Using innovative computer-based approaches, the researchers have developed protein inhibitors that block the interaction between the SARS-CoV-2 (Covid-19) virus and human cell receptor ACE2.
Called the angiotensin-converting enzyme 2, or ACE2 receptor is the protein that provides the entry point for the coronavirus to hook into and infect a wide range of human cells.
“In cell culture, the most potent of these inhibitors could neutralize virus infection, paving the way for their use in therapies that could be delivered more easily than antibodies,” said study authors from the University of Washington in the US.
SARS-CoV-2 infection generally begins in the nasal cavity.
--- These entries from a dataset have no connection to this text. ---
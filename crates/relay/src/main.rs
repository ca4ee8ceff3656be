//! Tienda Lapacho payment relay - provider-facing edge service.
//!
//! This binary serves the payment relay on port 3001.
//!
//! # Architecture
//!
//! - Axum web framework, JSON in and out
//! - Holds the provider access token; browsers never see it
//! - Creates hosted-checkout preferences on behalf of the storefront
//! - Receives provider webhooks, verifies the payment server-to-server,
//!   and confirms approved payments to the order API with a service token
//!
//! # Security
//!
//! This binary only has access to:
//! - The payment provider API (merchant credentials)
//! - The order API's payment confirmation endpoint (service token)
//!
//! It does NOT hold user sessions or read order data.

#![cfg_attr(not(test), forbid(unsafe_code))]

use lapacho_relay::config::RelayConfig;
use lapacho_relay::routes;
use lapacho_relay::state::AppState;

use sentry::integrations::tracing as sentry_tracing;
use tracing_subscriber::{layer::SubscriberExt, util::SubscriberInitExt};

/// Initialize Sentry error tracking and return guard that must be kept alive.
fn init_sentry(config: &RelayConfig) -> Option<sentry::ClientInitGuard> {
    let dsn = config.sentry_dsn.as_ref()?;

    let guard = sentry::init((
        dsn.as_str(),
        sentry::ClientOptions {
            release: sentry::release_name!(),
            environment: config
                .sentry_environment
                .clone()
                .map(std::borrow::Cow::Owned),
            attach_stacktrace: true,
            ..Default::default()
        },
    ));

    tracing::info!("Sentry initialized");
    Some(guard)
}

/// Filter tracing events to Sentry event types.
fn sentry_event_filter(metadata: &tracing::Metadata<'_>) -> sentry_tracing::EventFilter {
    match *metadata.level() {
        tracing::Level::ERROR | tracing::Level::WARN => sentry_tracing::EventFilter::Event,
        tracing::Level::INFO | tracing::Level::DEBUG => sentry_tracing::EventFilter::Breadcrumb,
        _ => sentry_tracing::EventFilter::Ignore,
    }
}

#[tokio::main]
async fn main() {
    // Load configuration from environment (needed for Sentry init)
    let config = RelayConfig::from_env().expect("Failed to load configuration");

    // Initialize Sentry (must be done before tracing subscriber)
    let _sentry_guard = init_sentry(&config);

    // Initialize tracing with EnvFilter and Sentry integration
    // Defaults to info level for our crate if RUST_LOG is not set
    let env_filter = tracing_subscriber::EnvFilter::try_from_default_env()
        .unwrap_or_else(|_| "lapacho_relay=info,tower_http=debug".into());

    tracing_subscriber::registry()
        .with(env_filter)
        .with(tracing_subscriber::fmt::layer())
        .with(sentry_tracing::layer().event_filter(sentry_event_filter))
        .init();

    let addr = config.bind_addr();
    let state = AppState::new(config);

    // Sentry layers go outermost for full request coverage
    let app = routes::router(state)
        .layer(sentry_tower::NewSentryLayer::new_from_top())
        .layer(sentry_tower::SentryHttpLayer::new().enable_transaction());

    tracing::info!("relay listening on {}", addr);

    let listener = tokio::net::TcpListener::bind(addr)
        .await
        .expect("Failed to bind to address");

    axum::serve(listener, app)
        .with_graceful_shutdown(shutdown_signal())
        .await
        .expect("Server error");
}

/// Wait for shutdown signal (Ctrl+C or SIGTERM).
async fn shutdown_signal() {
    let ctrl_c = async {
        tokio::signal::ctrl_c()
            .await
            .expect("Failed to install Ctrl+C handler");
    };

    #[cfg(unix)]
    let terminate = async {
        tokio::signal::unix::signal(tokio::signal::unix::SignalKind::terminate())
            .expect("Failed to install signal handler")
            .recv()
            .await;
    };

    #[cfg(not(unix))]
    let terminate = std::future::pending::<()>();

    tokio::select! {
        () = ctrl_c => {},
        () = terminate => {},
    }

    tracing::info!("Shutdown signal received, starting graceful shutdown");
}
The monoclonal antibodies in development as treatments for Covid-19 are not ideal for intranasal delivery, however, as antibodies are large and often not extremely stable.
Small proteins that bind tightly to the SARS-CoV-2 spike and block the interaction with the human cellular receptor ACE2 may allow direct delivery through intranasal administration, the study said.
Previous work in rodents has shown that intranasal delivery of small proteins designed to bind tightly to an influenza protein could provide protection against infection.
Here, using novel approaches to identify new, higher-affinity binding modes with the SARS-CoV-2 spike’s receptor-binding domain (RBD), the research team developed a series of inhibitors — optimised in their amino acid sequences for targeted binding, folding and stability. (IANS)